In [1]:
import pandas as pd
from tqdm import tqdm

from PreProcessing import TextCleaner
from tensorflow.python.keras.preprocessing.text import Tokenizer
from tensorflow.python.keras.preprocessing.sequence import pad_sequences

from tensorflow.python.keras.layers import Embedding, Bidirectional, LSTM, Flatten
from tensorflow.python.keras.layers import Convolution1D, GlobalMaxPool1D, Dense, Dropout
from tensorflow.python.keras.models import Model, Sequential

from tensorflow.python.keras.callbacks import ModelCheckpoint

from keras import backend as K

import matplotlib.pyplot as plt

Using TensorFlow backend.


In [2]:
df = pd.read_csv('/content/drive/My Drive/IMDB Reviews Sentiment Analysis/IMDB-Reviews.csv', encoding='utf-8')

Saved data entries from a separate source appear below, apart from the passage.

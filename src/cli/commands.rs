//! CLI commands and argument parsing

use clap::{Parser, Subcommand};
use std::path::PathBuf;

/// Request broker for REST APIs and SQL backends
#[derive(Parser, Debug)]
#[command(name = "apiary")]
#[command(author, version, about, long_about = None)]
pub struct Cli {
    /// Proxy URL for every scheme
    #[arg(long, global = true)]
    pub proxy: Option<String>,

    /// Per-scheme proxy as SCHEME=URL (http, https or all); blocking only
    #[arg(long = "mount", value_name = "SCHEME=URL", global = true)]
    pub mounts: Vec<String>,

    /// Read credentials and proxies from the environment and env file
    #[arg(long, global = true)]
    pub load_env: bool,

    /// Env file consulted with --load-env (default: .env)
    #[arg(long, global = true)]
    pub env_file: Option<PathBuf>,

    /// Ignore the transport's own proxy environment handling
    #[arg(long, global = true)]
    pub no_trust_env: bool,

    /// Skip TLS certificate verification
    #[arg(long, global = true)]
    pub insecure: bool,

    /// Retry 429 and 5xx responses with exponential backoff
    #[arg(long, global = true)]
    pub retry: bool,

    /// Request timeout in seconds
    #[arg(long, global = true, default_value = "10")]
    pub timeout: u64,

    /// Resolve and send `request` calls on the blocking broker
    #[arg(long, global = true)]
    pub blocking: bool,

    /// Output format
    #[arg(short, long, global = true, default_value = "json")]
    pub format: OutputFormat,

    /// Verbose output (request logging)
    #[arg(short, long, global = true)]
    pub verbose: bool,

    #[command(subcommand)]
    pub command: Commands,
}

/// CLI subcommands
#[derive(Subcommand, Debug)]
pub enum Commands {
    /// Print the resolved configuration without sending anything
    Resolve {
        /// Base URL to resolve against
        #[arg(default_value = "")]
        base_url: String,
    },

    /// Send a single request
    Request {
        /// HTTP method
        method: String,

        /// Absolute URL
        url: String,

        /// Header as NAME:VALUE
        #[arg(short = 'H', long = "header", value_name = "NAME:VALUE")]
        headers: Vec<String>,

        /// Query parameter as KEY=VALUE
        #[arg(short, long = "query", value_name = "KEY=VALUE")]
        query: Vec<String>,

        /// JSON request body
        #[arg(long)]
        json: Option<String>,
    },

    /// DomainTools lookups
    Domaintools {
        /// API key (default: DOMAINTOOLS_API_KEY with --load-env)
        #[arg(long)]
        api_key: Option<String>,

        /// Override the API base URL
        #[arg(long)]
        base_url: Option<String>,

        #[command(subcommand)]
        command: DomainToolsCommand,
    },

    /// IPQualityScore malicious URL scan
    Ipqs {
        /// URL to scan
        url: String,

        /// Extra form field as KEY=VALUE (e.g. strictness=1)
        #[arg(short, long = "param", value_name = "KEY=VALUE")]
        params: Vec<String>,

        /// API key (default: IPQS_API_KEY with --load-env)
        #[arg(long)]
        api_key: Option<String>,

        /// Override the API base URL
        #[arg(long)]
        base_url: Option<String>,
    },

    /// Run a SQL query through DuckDB
    Sql {
        /// Engine: postgres, mysql, sqlite or duckdb
        engine: String,

        /// Connection string or database path (":memory:" for in-memory)
        connection: String,

        /// Query to run
        query: String,

        /// Bind parameter (JSON literal, or plain text)
        #[arg(short, long = "param")]
        params: Vec<String>,

        /// Fetch the result in pages of this size
        #[arg(long)]
        page_size: Option<usize>,

        /// Open the source read-only
        #[arg(long)]
        read_only: bool,
    },
}

/// DomainTools operations
#[derive(Subcommand, Debug)]
pub enum DomainToolsCommand {
    /// Parsed WHOIS record
    Whois { query: String },

    /// Domains on the same IP
    ReverseIp { query: String },

    /// Domains sharing a name server
    ReverseNs { query: String },

    /// Iris Investigate search
    Iris {
        /// Search field as KEY=VALUE
        #[arg(short, long = "param", value_name = "KEY=VALUE", required = true)]
        params: Vec<String>,
    },
}

/// Output format
#[derive(Debug, Clone, Copy, PartialEq, Eq, clap::ValueEnum)]
pub enum OutputFormat {
    /// Compact JSON on one line
    Json,
    /// Indented JSON
    Pretty,
}
//! DomainTools connector

use super::{connector_options, log_operation, owned_pairs};
use crate::auth::Auth;
use crate::broker::{ApiResponse, AsyncBroker, Broker, Call, Lifecycle, RequestOptions};
use crate::config::BrokerOptions;
use crate::error::{Error, Result};
use crate::types::Flavor;
use once_cell::sync::Lazy;
use secrecy::{ExposeSecret, SecretString};
use std::collections::HashSet;
use std::future::Future;
use std::pin::Pin;

/// Default API endpoint
pub const DOMAINTOOLS_BASE_URL: &str = "https://api.domaintools.com";

/// Credential name for the API key
pub const DOMAINTOOLS_API_KEY: &str = "DOMAINTOOLS_API_KEY";

const API_KEY_HEADER: &str = "X-API-KEY";

/// Search and filter fields accepted by Iris Investigate
pub const IRIS_INVESTIGATE_PARAMS: &[&str] = &[
    "active",
    "adsense",
    "baidu_analytics",
    "contact_name",
    "contact_phone",
    "contact_street",
    "create_date",
    "domain",
    "email",
    "email_dns_soa",
    "email_domain",
    "expiration_date",
    "facebook",
    "first_seen_since",
    "first_seen_within",
    "google_analytics",
    "google_analytics_4",
    "google_tag_manager",
    "historical_email",
    "historical_free_text",
    "historical_registrant",
    "hotjar",
    "iana_id",
    "ip",
    "ip_country_code",
    "mailserver_domain",
    "mailserver_host",
    "mailserver_ip",
    "matomo",
    "nameserver_domain",
    "nameserver_host",
    "nameserver_ip",
    "not_tagged_with_all",
    "not_tagged_with_any",
    "rank",
    "redirect_domain",
    "registrant",
    "registrant_org",
    "registrar",
    "risk_score",
    "search_hash",
    "server_type",
    "ssl_alt_names",
    "ssl_common_name",
    "ssl_duration",
    "ssl_email",
    "ssl_hash",
    "ssl_issuer_common_name",
    "ssl_not_after",
    "ssl_not_before",
    "ssl_org",
    "ssl_subject",
    "statcounter_project",
    "statcounter_security",
    "tagged_with_all",
    "tagged_with_any",
    "tld",
    "website_title",
    "whois",
    "yandex_metrica",
];

static IRIS_ALLOWED: Lazy<HashSet<&'static str>> =
    Lazy::new(|| IRIS_INVESTIGATE_PARAMS.iter().copied().collect());

pub(super) fn validate_iris_params(params: &[(&str, &str)]) -> Result<()> {
    if params.is_empty() {
        return Err(Error::invalid_parameter(
            "At least one Iris Investigate parameter is required",
        ));
    }

    let mut invalid: Vec<&str> = params
        .iter()
        .map(|(k, _)| *k)
        .filter(|k| !IRIS_ALLOWED.contains(k))
        .collect();
    if invalid.is_empty() {
        return Ok(());
    }
    invalid.sort_unstable();
    invalid.dedup();
    Err(Error::invalid_parameter(format!(
        "Invalid Iris Investigate parameters: {}",
        invalid.join(", ")
    )))
}

// Request shapes shared by both connector flavors

fn iris_investigate_call(params: &[(&str, &str)]) -> Result<Call> {
    validate_iris_params(params)?;
    Ok(Call::get("/v1/iris-investigate")
        .with_options(RequestOptions::new().queries(owned_pairs(params))))
}

fn parsed_whois_call(query: &str, options: RequestOptions) -> Call {
    Call::get(format!("v1/{query}/whois/parsed")).with_options(options)
}

fn reverse_ip_call(query: &str, options: RequestOptions) -> Call {
    Call::get(format!("v1/{query}/reverse-ip")).with_options(options)
}

fn reverse_nameserver_call(query: &str, options: RequestOptions) -> Call {
    Call::get(format!("v1/{query}/name-server-domains")).with_options(options)
}

fn build_options(
    api_key: Option<String>,
    options: BrokerOptions,
    flavor: Flavor,
) -> Result<(BrokerOptions, SecretString)> {
    let (mut options, key) = connector_options(
        options,
        DOMAINTOOLS_BASE_URL,
        DOMAINTOOLS_API_KEY,
        api_key,
        flavor,
    )?;
    options.auth = Some(Auth::api_key_header(API_KEY_HEADER, key.expose_secret()));
    Ok((options, key))
}

/// DomainTools API on the blocking broker
#[derive(Debug)]
pub struct DomainToolsConnector {
    broker: Broker,
    api_key: SecretString,
    enable_logging: bool,
}

impl DomainToolsConnector {
    /// Create a connector. `api_key` wins over `DOMAINTOOLS_API_KEY` from the
    /// environment; a non-empty `options.base_url` replaces the default endpoint.
    pub fn new(api_key: Option<String>, options: BrokerOptions) -> Result<Self> {
        let (options, api_key) = build_options(api_key, options, Flavor::Blocking)?;
        let enable_logging = options.enable_logging;
        Ok(Self {
            broker: Broker::new(options)?,
            api_key,
            enable_logging,
        })
    }

    pub fn api_key(&self) -> &SecretString {
        &self.api_key
    }

    /// The underlying broker, for endpoints without a typed method
    pub fn broker(&self) -> &Broker {
        &self.broker
    }

    /// Reverse search across domain records on one or more Iris fields
    pub fn iris_investigate(&self, params: &[(&str, &str)]) -> Result<ApiResponse> {
        log_operation(self.enable_logging, "iris_investigate", None, params);
        self.broker.send(iris_investigate_call(params)?)
    }

    /// Parsed WHOIS record for a domain name or IP address
    pub fn parsed_whois(&self, query: &str, options: RequestOptions) -> Result<ApiResponse> {
        log_operation(self.enable_logging, "parsed_whois", Some(query), &[]);
        self.broker.send(parsed_whois_call(query, options))
    }

    /// Domains hosted on the same IP address as `query`
    pub fn reverse_ip(&self, query: &str, options: RequestOptions) -> Result<ApiResponse> {
        log_operation(self.enable_logging, "reverse_ip", Some(query), &[]);
        self.broker.send(reverse_ip_call(query, options))
    }

    /// Domains that share the name server `query`
    pub fn reverse_nameserver(&self, query: &str, options: RequestOptions) -> Result<ApiResponse> {
        log_operation(self.enable_logging, "reverse_nameserver", Some(query), &[]);
        self.broker.send(reverse_nameserver_call(query, options))
    }

    /// Run `f` with this connector, then close it
    pub fn scope<T>(mut self, f: impl FnOnce(&Self) -> T) -> T {
        let out = f(&self);
        self.close();
        out
    }
}

impl Lifecycle for DomainToolsConnector {
    fn close(&mut self) {
        self.broker.close();
    }

    fn is_closed(&self) -> bool {
        self.broker.is_closed()
    }
}

/// DomainTools API on the async broker
#[derive(Debug)]
pub struct AsyncDomainToolsConnector {
    broker: AsyncBroker,
    api_key: SecretString,
    enable_logging: bool,
}

impl AsyncDomainToolsConnector {
    /// Create a connector. `api_key` wins over `DOMAINTOOLS_API_KEY` from the
    /// environment; a non-empty `options.base_url` replaces the default endpoint.
    pub fn new(api_key: Option<String>, options: BrokerOptions) -> Result<Self> {
        let (options, api_key) = build_options(api_key, options, Flavor::Async)?;
        let enable_logging = options.enable_logging;
        Ok(Self {
            broker: AsyncBroker::new(options)?,
            api_key,
            enable_logging,
        })
    }

    pub fn api_key(&self) -> &SecretString {
        &self.api_key
    }

    /// The underlying broker, for endpoints without a typed method
    pub fn broker(&self) -> &AsyncBroker {
        &self.broker
    }

    /// Reverse search across domain records on one or more Iris fields
    pub async fn iris_investigate(&self, params: &[(&str, &str)]) -> Result<ApiResponse> {
        log_operation(self.enable_logging, "iris_investigate", None, params);
        self.broker.send(iris_investigate_call(params)?).await
    }

    /// Parsed WHOIS record for a domain name or IP address
    pub async fn parsed_whois(&self, query: &str, options: RequestOptions) -> Result<ApiResponse> {
        log_operation(self.enable_logging, "parsed_whois", Some(query), &[]);
        self.broker.send(parsed_whois_call(query, options)).await
    }

    /// Domains hosted on the same IP address as `query`
    pub async fn reverse_ip(&self, query: &str, options: RequestOptions) -> Result<ApiResponse> {
        log_operation(self.enable_logging, "reverse_ip", Some(query), &[]);
        self.broker.send(reverse_ip_call(query, options)).await
    }

    /// Domains that share the name server `query`
    pub async fn reverse_nameserver(
        &self,
        query: &str,
        options: RequestOptions,
    ) -> Result<ApiResponse> {
        log_operation(self.enable_logging, "reverse_nameserver", Some(query), &[]);
        self.broker.send(reverse_nameserver_call(query, options)).await
    }

    /// Run `f` with this connector, then close it
    pub async fn scope<T, F>(mut self, f: F) -> T
    where
        F: for<'a> FnOnce(&'a Self) -> Pin<Box<dyn Future<Output = T> + 'a>>,
    {
        let out = f(&self).await;
        self.close();
        out
    }
}

impl Lifecycle for AsyncDomainToolsConnector {
    fn close(&mut self) {
        self.broker.close();
    }

    fn is_closed(&self) -> bool {
        self.broker.is_closed()
    }
}
//! Session ownership contract

/// A connector that owns exactly one transport session or driver connection.
///
/// `close` releases the session. It is idempotent: only the first call
/// releases anything. Implementors also close on `Drop`, so leaving a scope,
/// including by unwinding, releases the session once.
pub trait Lifecycle {
    /// Release the owned session
    fn close(&mut self);

    /// Whether the session has been released
    fn is_closed(&self) -> bool;
}
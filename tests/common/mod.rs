//! Shared helpers for integration tests

#![allow(dead_code)]

use apiary::cassette::Cassette;
use apiary::redact::REDACTED;
use wiremock::matchers::{method, path, query_param};
use wiremock::{Mock, MockServer, ResponseTemplate};

/// Serve every interaction of `cassette` from `server`.
///
/// Requests match on method, path and the non-scrubbed query pairs; each
/// interaction is expected exactly once.
pub async fn mount_cassette(server: &MockServer, cassette: &Cassette) {
    for interaction in &cassette.interactions {
        let request = &interaction.request;
        let mut mock = Mock::given(method(request.method.as_str())).and(path(request.path()));
        for (key, value) in request.query_pairs() {
            if value != REDACTED {
                mock = mock.and(query_param(key, value));
            }
        }

        let mut template =
            ResponseTemplate::new(interaction.response.status).set_body_string(&interaction.response.body);
        if let Some(content_type) = interaction.response.headers.get("content-type") {
            template = template.insert_header("content-type", content_type.as_str());
        }

        mock.respond_with(template).expect(1).mount(server).await;
    }
}

/// Start a server replaying `cassette`
pub async fn replay(cassette: &Cassette) -> MockServer {
    let server = MockServer::start().await;
    mount_cassette(&server, cassette).await;
    server
}
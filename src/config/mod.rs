//! Configuration resolution
//!
//! Turns constructor arguments ([`BrokerOptions`]) into the immutable
//! [`ResolvedConfig`] a broker is built from. Both broker flavors share this
//! module; only client construction differs between them.
//!
//! # Proxy precedence
//!
//! 1. Per-scheme `mounts` argument
//! 2. Single `proxy` argument
//! 3. Env file + process environment (when `load_env_vars` is set)
//! 4. The transport's own environment handling (when `trust_env` is set)
//! 5. No proxy

mod env;
mod options;
mod proxy;
mod resolver;

pub use env::{Credentials, EnvSource, DEFAULT_ENV_FILE};
pub use options::{BrokerOptions, BrokerOptionsBuilder, TransportOptions, DEFAULT_TIMEOUT};
pub use proxy::{Mounts, ProxyConfig, ProxySource, ResolvedProxy, Scheme};
pub use resolver::ResolvedConfig;

pub(crate) use options::PassThrough;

df = df.dropna(axis=0) # remove reviews which contains NaN value
df = df.drop_duplicates() # remove repeated rows from training data. now df has just unique reviews.

reviews = list(df['review']) # make reviews exclusive

# clean each review based on TextCleaner
cleaner = TextCleaner()
for indx, text in enumerate(tqdm(reviews)):
    reviews[indx] = cleaner.clean_text(text)

df['review']    = reviews # replace clean reviews with column of reviews in dataframe
df['sentiment'] = df['sentiment'].map({'negative': 0, 'positive': 1}) # encode posetive & negative

100%|██████████| 49582/49582 [01:27<00:00, 566.69it/s]


In [3]:
print('Maximum number of features that a sentence has: ' + str(df.review.map(len).max()))
print('the mean of the length of sentences is: ' + str(df.review.apply(lambda x: len(x.split(" "))).mean()))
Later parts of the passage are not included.